* Dataset excerpts:
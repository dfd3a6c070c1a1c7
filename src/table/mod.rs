//! Sparse two-level membership tables.
//!
//! This module provides the table family behind the sparse filtering
//! strategies. A table is an array of [`Slot`]s indexed by quotient;
//! each slot lazily owns two [`Branch`]es (one per sign) indexed by
//! remainder. Testing a value for membership touches exactly one flag.
//!
//! Three concrete shapes cover the tradeoff space:
//!
//! - [`FixedSparseTable`]: slot array sized once to cover every `i32`
//!   quotient; out-of-range quotients are a loud error, never a wrap
//! - [`DynamicSparseTable`]: slot array starts small and grows
//!   geometrically when an out-of-range quotient appears
//! - [`BitPackedTable`]: the dynamic table with bit-packed branches,
//!   trading a shift and a mask per access for an 8x smaller footprint
//!
//! All three implement [`Membership`], the one-method seam the filtering
//! engine streams values through. Ownership is strictly tree-shaped —
//! engine owns table, table owns slots, slot owns branches — so a table
//! and all of its branches are released together when it goes out of
//! scope at the end of a filter call.
//!
//! # Examples
//!
//! ```rust
//! use firstseen::addressing::Address;
//! use firstseen::table::{DynamicSparseTable, Membership};
//!
//! let mut table = DynamicSparseTable::new();
//! assert_eq!(table.test_and_set(Address::of(42)), Ok(false));
//! assert_eq!(table.test_and_set(Address::of(42)), Ok(true));
//! assert_eq!(table.test_and_set(Address::of(-42)), Ok(false));
//! ```

mod branch;
mod dynamic;
mod fixed;

pub use branch::{BitBranch, Branch, ByteBranch, Slot};
pub use dynamic::{BitPackedTable, DynamicSparseTable, DynamicTable};
pub use fixed::{FixedSparseTable, FixedTable};

use crate::addressing::Address;

/// Error raised when an address names a quotient a fixed-capacity table
/// cannot hold.
///
/// Silently clipping or wrapping the quotient would let distinct values
/// share a flag and corrupt the uniqueness guarantee, so the access
/// fails instead and the caller must pick a capacity that bounds its
/// input domain.
#[derive(Debug, Clone, Copy, PartialEq, Eq)]
pub struct OutOfBoundsError {
    /// The quotient that was addressed.
    pub quotient: u32,
    /// The table's slot capacity.
    pub capacity: usize,
}

impl std::fmt::Display for OutOfBoundsError {
    fn fmt(&self, formatter: &mut std::fmt::Formatter<'_>) -> std::fmt::Result {
        write!(
            formatter,
            "quotient {} is out of bounds for a table of {} slots",
            self.quotient, self.capacity
        )
    }
}

impl std::error::Error for OutOfBoundsError {}

/// The membership seam between the filtering engine and a table shape.
///
/// A table records each `(sign, quotient, remainder)` triple at most
/// once; the first test of a triple answers `false` and every later test
/// answers `true`.
pub trait Membership {
    /// Tests whether `address` was seen before, recording it when not.
    ///
    /// # Errors
    ///
    /// Returns [`OutOfBoundsError`] when the quotient exceeds a
    /// fixed-capacity table's bound. Growing table shapes never fail.
    fn test_and_set(&mut self, address: Address) -> Result<bool, OutOfBoundsError>;
}
//! Unit tests for the quotient/remainder address decomposition.

use firstseen::addressing::{Address, MODULUS, QUOTIENT_BOUND, Sign};
use rstest::rstest;

#[rstest]
#[case(1, Sign::Positive)]
#[case(i32::MAX, Sign::Positive)]
#[case(0, Sign::NonPositive)]
#[case(-1, Sign::NonPositive)]
#[case(i32::MIN, Sign::NonPositive)]
fn sign_partition(#[case] value: i32, #[case] expected: Sign) {
    assert_eq!(Address::of(value).sign, expected);
}

#[rstest]
#[case(0, 0, 0)]
#[case(65_535, 0, 65_535)] // M - 1
#[case(65_536, 1, 0)] // M
#[case(65_537, 1, 1)] // M + 1
#[case(131_072, 2, 0)] // 2M
fn boundary_magnitudes_decompose_as_expected(
    #[case] value: i32,
    #[case] quotient: u32,
    #[case] remainder: u32,
) {
    let address = Address::of(value);
    assert_eq!(address.quotient, quotient);
    assert_eq!(address.remainder, remainder);
}

#[rstest]
fn negative_boundaries_mirror_positive_magnitudes() {
    for magnitude in [65_535, 65_536, 65_537, 131_072] {
        let positive = Address::of(magnitude);
        let negative = Address::of(-magnitude);
        assert_eq!(positive.quotient, negative.quotient);
        assert_eq!(positive.remainder, negative.remainder);
        assert_ne!(positive.sign, negative.sign);
    }
}

#[rstest]
fn distinct_boundary_magnitudes_get_distinct_addresses() {
    let addresses: Vec<_> = [65_535, 65_536, 65_537, 131_072]
        .into_iter()
        .map(|magnitude| {
            let address = Address::of(magnitude);
            (address.quotient, address.remainder)
        })
        .collect();
    for (left_index, left) in addresses.iter().enumerate() {
        for right in &addresses[left_index + 1..] {
            assert_ne!(left, right);
        }
    }
}

#[rstest]
fn extreme_values_are_addressable() {
    let min = Address::of(i32::MIN);
    let max = Address::of(i32::MAX);
    assert!((min.quotient as usize) < QUOTIENT_BOUND);
    assert!((max.quotient as usize) < QUOTIENT_BOUND);
    assert!(min.remainder < MODULUS);
    assert!(max.remainder < MODULUS);
}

* Requirement: Reproduce every line above that contains the string "slots".

* Result:
//! engine owns table, table owns slots, slot owns branches — so a table
            "quotient {} is out of bounds for a table of {} slots",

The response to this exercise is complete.